** Action item **
Each line of the data needs to be transcribed exactly.

** Task data **
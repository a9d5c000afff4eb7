use std::io::Read;
use std::path::PathBuf;
use std::process::{Child, ChildStdin, Stdio};

use crate::encode::sink::{FrameSink, SinkConfig};
use crate::foundation::core::{FrameIndex, FrameRGBA, Fps};
use crate::foundation::error::{ReelError, ReelResult};
use crate::media::ffmpeg::{ensure_parent_dir, ffmpeg_command, is_ffmpeg_on_path};

/// Options for [`FfmpegSink`] output.
#[derive(Clone, Debug)]
pub struct FfmpegSinkOpts {
    /// Output video file path.
    pub out_path: PathBuf,
    /// ffmpeg video encoder name.
    pub video_codec: String,
}

impl FfmpegSinkOpts {
    pub fn new(out_path: impl Into<PathBuf>, video_codec: impl Into<String>) -> Self {
        Self {
            out_path: out_path.into(),
            video_codec: video_codec.into(),
        }
    }
}

/// Sink that spawns the system `ffmpeg` and streams raw frames to its stdin.
///
/// Produces a silent video stream; audio is attached later by the muxer.
pub struct FfmpegSink {
    opts: FfmpegSinkOpts,

    child: Option<Child>,
    stdin: Option<ChildStdin>,
    stderr_drain: Option<std::thread::JoinHandle<std::io::Result<Vec<u8>>>>,

    cfg: Option<SinkConfig>,
    last_idx: Option<FrameIndex>,
}

impl FfmpegSink {
    pub fn new(opts: FfmpegSinkOpts) -> Self {
        Self {
            opts,
            child: None,
            stdin: None,
            stderr_drain: None,
            cfg: None,
            last_idx: None,
        }
    }

    fn encode_err(&self, msg: impl Into<String>) -> ReelError {
        ReelError::composition(format!(
            "encoding '{}': {}",
            self.opts.out_path.display(),
            msg.into()
        ))
    }
}

impl FrameSink for FfmpegSink {
    fn begin(&mut self, cfg: SinkConfig) -> ReelResult<()> {
        if cfg.canvas.width == 0 || cfg.canvas.height == 0 {
            return Err(ReelError::validation(
                "ffmpeg sink width/height must be non-zero",
            ));
        }
        if !cfg.canvas.is_even() {
            return Err(ReelError::validation(
                "ffmpeg sink width/height must be even (required for yuv420p output)",
            ));
        }

        ensure_parent_dir(&self.opts.out_path)?;

        if !is_ffmpeg_on_path() {
            return Err(self.encode_err("ffmpeg is required for encoding, but was not found on PATH"));
        }

        let mut cmd = ffmpeg_command();
        cmd.stdin(Stdio::piped())
            .stdout(Stdio::null())
            .stderr(Stdio::piped());

        // Input: raw opaque RGBA8 frames.
        cmd.args([
            "-f",
            "rawvideo",
            "-pix_fmt",
            "rgba",
            "-s",
            &cfg.canvas.to_string(),
        ]);
        push_input_fps(&mut cmd, cfg.fps);
        cmd.args(["-i", "pipe:0"]);
        cmd.args([
            "-an",
            "-c:v",
            &self.opts.video_codec,
            "-pix_fmt",
            "yuv420p",
            "-r",
            &format!("{}/{}", cfg.fps.num, cfg.fps.den),
        ]);
        cmd.arg(&self.opts.out_path);

        let mut child = cmd.spawn().map_err(|e| {
            self.encode_err(format!(
                "failed to spawn ffmpeg (is it installed and on PATH?): {e}"
            ))
        })?;

        let stdin = child
            .stdin
            .take()
            .ok_or_else(|| self.encode_err("failed to open ffmpeg stdin (unexpected)"))?;
        let mut stderr = child
            .stderr
            .take()
            .ok_or_else(|| self.encode_err("failed to open ffmpeg stderr (unexpected)"))?;
        let stderr_drain = std::thread::spawn(move || {
            let mut stderr_bytes = Vec::new();
            stderr.read_to_end(&mut stderr_bytes)?;
            Ok(stderr_bytes)
        });

        self.child = Some(child);
        self.stdin = Some(stdin);
        self.stderr_drain = Some(stderr_drain);
        self.cfg = Some(cfg);
        self.last_idx = None;
        Ok(())
    }

    fn push_frame(&mut self, idx: FrameIndex, frame: &FrameRGBA) -> ReelResult<()> {
        let cfg = self
            .cfg
            .as_ref()
            .ok_or_else(|| ReelError::composition("ffmpeg sink not started"))?;
        if let Some(last) = self.last_idx
            && idx.0 <= last.0
        {
            return Err(ReelError::composition(
                "ffmpeg sink received out-of-order frame index",
            ));
        }

        if frame.canvas() != cfg.canvas {
            return Err(ReelError::composition(format!(
                "frame size mismatch: got {}, expected {}",
                frame.canvas(),
                cfg.canvas
            )));
        }
        if frame.data.len() != cfg.canvas.rgba_len() {
            return Err(ReelError::composition(
                "frame.data size mismatch with width*height*4",
            ));
        }
        ensure_opaque_rgba8(&frame.data)?;
        self.last_idx = Some(idx);

        let Some(stdin) = self.stdin.as_mut() else {
            return Err(ReelError::composition("ffmpeg sink is already finalized"));
        };

        use std::io::Write as _;
        if let Err(e) = stdin.write_all(&frame.data) {
            return Err(self.encode_err(format!("failed to write frame to ffmpeg stdin: {e}")));
        }
        Ok(())
    }

    fn end(&mut self) -> ReelResult<()> {
        drop(self.stdin.take());
        let mut child = self
            .child
            .take()
            .ok_or_else(|| ReelError::composition("ffmpeg sink not started"))?;

        let status = child
            .wait()
            .map_err(|e| self.encode_err(format!("failed to wait for ffmpeg to finish: {e}")))?;
        let stderr_bytes = match self.stderr_drain.take() {
            Some(handle) => handle
                .join()
                .map_err(|_| self.encode_err("ffmpeg stderr drain thread panicked"))?
                .map_err(|e| self.encode_err(format!("ffmpeg stderr read failed: {e}")))?,
            None => Vec::new(),
        };

        if !status.success() {
            let stderr = String::from_utf8_lossy(&stderr_bytes);
            return Err(self.encode_err(format!(
                "ffmpeg exited with status {}: {}",
                status,
                stderr.trim()
            )));
        }

        self.cfg = None;
        Ok(())
    }
}

fn push_input_fps(cmd: &mut std::process::Command, fps: Fps) {
    // For rawvideo input, `-r` before `-i` sets the input framerate.
    cmd.args(["-r", &format!("{}/{}", fps.num, fps.den)]);
}

/// The encoder drops alpha, so every pixel must already be composited onto something opaque.
fn ensure_opaque_rgba8(rgba: &[u8]) -> ReelResult<()> {
    if !rgba.len().is_multiple_of(4) {
        return Err(ReelError::composition("rgba8 buffer length is not a multiple of 4"));
    }
    if let Some(px) = rgba.chunks_exact(4).position(|px| px[3] != 255) {
        return Err(ReelError::composition(format!(
            "pixel {px} is not opaque; frames must be composited before encoding"
        )));
    }
    Ok(())
}

#[cfg(test)]
#[path = "../../tests/unit/encode/ffmpeg.rs"]
mod tests;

** Reply to the exercise **
repository a9d5c000afff4eb7
use std::io::Read;
use std::path::PathBuf;
use std::process::{Child, ChildStdin, Stdio};

use crate::encode::sink::{FrameSink, SinkConfig};
use crate::foundation::core::{FrameIndex, FrameRGBA, Fps};
use crate::foundation::error::{ReelError, ReelResult};
use crate::media::ffmpeg::{ensure_parent_dir, ffmpeg_command, is_ffmpeg_on_path};

/// Options for [`FfmpegSink`] output.
#[derive(Clone, Debug)]
pub struct FfmpegSinkOpts {
    /// Output video file path.
    pub out_path: PathBuf,
    /// ffmpeg video encoder name.
    pub video_codec: String,
}

impl FfmpegSinkOpts {
    pub fn new(out_path: impl Into<PathBuf>, video_codec: impl Into<String>) -> Self {
        Self {
            out_path: out_path.into(),
            video_codec: video_codec.into(),
        }
    }
}

/// Sink that spawns the system `ffmpeg` and streams raw frames to its stdin.
///
/// Produces a silent video stream; audio is attached later by the muxer.
pub struct FfmpegSink {
    opts: FfmpegSinkOpts,

    child: Option<Child>,
    stdin: Option<ChildStdin>,
    stderr_drain: Option<std::thread::JoinHandle<std::io::Result<Vec<u8>>>>,

    cfg: Option<SinkConfig>,
    last_idx: Option<FrameIndex>,
}

impl FfmpegSink {
    pub fn new(opts: FfmpegSinkOpts) -> Self {
        Self {
            opts,
            child: None,
            stdin: None,
            stderr_drain: None,
            cfg: None,
            last_idx: None,
        }
    }

    fn encode_err(&self, msg: impl Into<String>) -> ReelError {
        ReelError::composition(format!(
            "encoding '{}': {}",
            self.opts.out_path.display(),
            msg.into()
        ))
    }
}

impl FrameSink for FfmpegSink {
    fn begin(&mut self, cfg: SinkConfig) -> ReelResult<()> {
        if cfg.canvas.width == 0 || cfg.canvas.height == 0 {
            return Err(ReelError::validation(
                "ffmpeg sink width/height must be non-zero",
            ));
        }
        if !cfg.canvas.is_even() {
            return Err(ReelError::validation(
                "ffmpeg sink width/height must be even (required for yuv420p output)",
            ));
        }

        ensure_parent_dir(&self.opts.out_path)?;

        if !is_ffmpeg_on_path() {
            return Err(self.encode_err("ffmpeg is required for encoding, but was not found on PATH"));
        }

        let mut cmd = ffmpeg_command();
        cmd.stdin(Stdio::piped())
            .stdout(Stdio::null())
            .stderr(Stdio::piped());

        // Input: raw opaque RGBA8 frames.
        cmd.args([
            "-f",
            "rawvideo",
            "-pix_fmt",
            "rgba",
            "-s",
            &cfg.canvas.to_string(),
        ]);
        push_input_fps(&mut cmd, cfg.fps);
        cmd.args(["-i", "pipe:0"]);
        cmd.args([
            "-an",
            "-c:v",
            &self.opts.video_codec,
            "-pix_fmt",
            "yuv420p",
            "-r",
            &format!("{}/{}", cfg.fps.num, cfg.fps.den),
        ]);
        cmd.arg(&self.opts.out_path);

        let mut child = cmd.spawn().map_err(|e| {
            self.encode_err(format!(
                "failed to spawn ffmpeg (is it installed and on PATH?): {e}"
            ))
        })?;

        let stdin = child
            .stdin
            .take()
            .ok_or_else(|| self.encode_err("failed to open ffmpeg stdin (unexpected)"))?;
        let mut stderr = child
            .stderr
            .take()
            .ok_or_else(|| self.encode_err("failed to open ffmpeg stderr (unexpected)"))?;
        let stderr_drain = std::thread::spawn(move || {
            let mut stderr_bytes = Vec::new();
            stderr.read_to_end(&mut stderr_bytes)?;
            Ok(stderr_bytes)
        });

        self.child = Some(child);
        self.stdin = Some(stdin);
        self.stderr_drain = Some(stderr_drain);
        self.cfg = Some(cfg);
        self.last_idx = None;
        Ok(())
    }

    fn push_frame(&mut self, idx: FrameIndex, frame: &FrameRGBA) -> ReelResult<()> {
        let cfg = self
            .cfg
            .as_ref()
            .ok_or_else(|| ReelError::composition("ffmpeg sink not started"))?;
        if let Some(last) = self.last_idx
            && idx.0 <= last.0
        {
            return Err(ReelError::composition(
                "ffmpeg sink received out-of-order frame index",
            ));
        }

        if frame.canvas() != cfg.canvas {
            return Err(ReelError::composition(format!(
                "frame size mismatch: got {}, expected {}",
                frame.canvas(),
                cfg.canvas
            )));
        }
        if frame.data.len() != cfg.canvas.rgba_len() {
            return Err(ReelError::composition(
                "frame.data size mismatch with width*height*4",
            ));
        }
        ensure_opaque_rgba8(&frame.data)?;
        self.last_idx = Some(idx);

        let Some(stdin) = self.stdin.as_mut() else {
            return Err(ReelError::composition("ffmpeg sink is already finalized"));
        };

        use std::io::Write as _;
        if let Err(e) = stdin.write_all(&frame.data) {
            return Err(self.encode_err(format!("failed to write frame to ffmpeg stdin: {e}")));
        }
        Ok(())
    }

    fn end(&mut self) -> ReelResult<()> {
        drop(self.stdin.take());
        let mut child = self
            .child
            .take()
            .ok_or_else(|| ReelError::composition("ffmpeg sink not started"))?;

        let status = child
            .wait()
            .map_err(|e| self.encode_err(format!("failed to wait for ffmpeg to finish: {e}")))?;
        let stderr_bytes = match self.stderr_drain.take() {
            Some(handle) => handle
                .join()
                .map_err(|_| self.encode_err("ffmpeg stderr drain thread panicked"))?
                .map_err(|e| self.encode_err(format!("ffmpeg stderr read failed: {e}")))?,
            None => Vec::new(),
        };

        if !status.success() {
            let stderr = String::from_utf8_lossy(&stderr_bytes);
            return Err(self.encode_err(format!(
                "ffmpeg exited with status {}: {}",
                status,
                stderr.trim()
            )));
        }

        self.cfg = None;
        Ok(())
    }
}

fn push_input_fps(cmd: &mut std::process::Command, fps: Fps) {
    // For rawvideo input, `-r` before `-i` sets the input framerate.
    cmd.args(["-r", &format!("{}/{}", fps.num, fps.den)]);
}

/// The encoder drops alpha, so every pixel must already be composited onto something opaque.
fn ensure_opaque_rgba8(rgba: &[u8]) -> ReelResult<()> {
    if !rgba.len().is_multiple_of(4) {
        return Err(ReelError::composition("rgba8 buffer length is not a multiple of 4"));
    }
    if let Some(px) = rgba.chunks_exact(4).position(|px| px[3] != 255) {
        return Err(ReelError::composition(format!(
            "pixel {px} is not opaque; frames must be composited before encoding"
        )));
    }
    Ok(())
}

#[cfg(test)]
#[path = "../../tests/unit/encode/ffmpeg.rs"]
mod tests;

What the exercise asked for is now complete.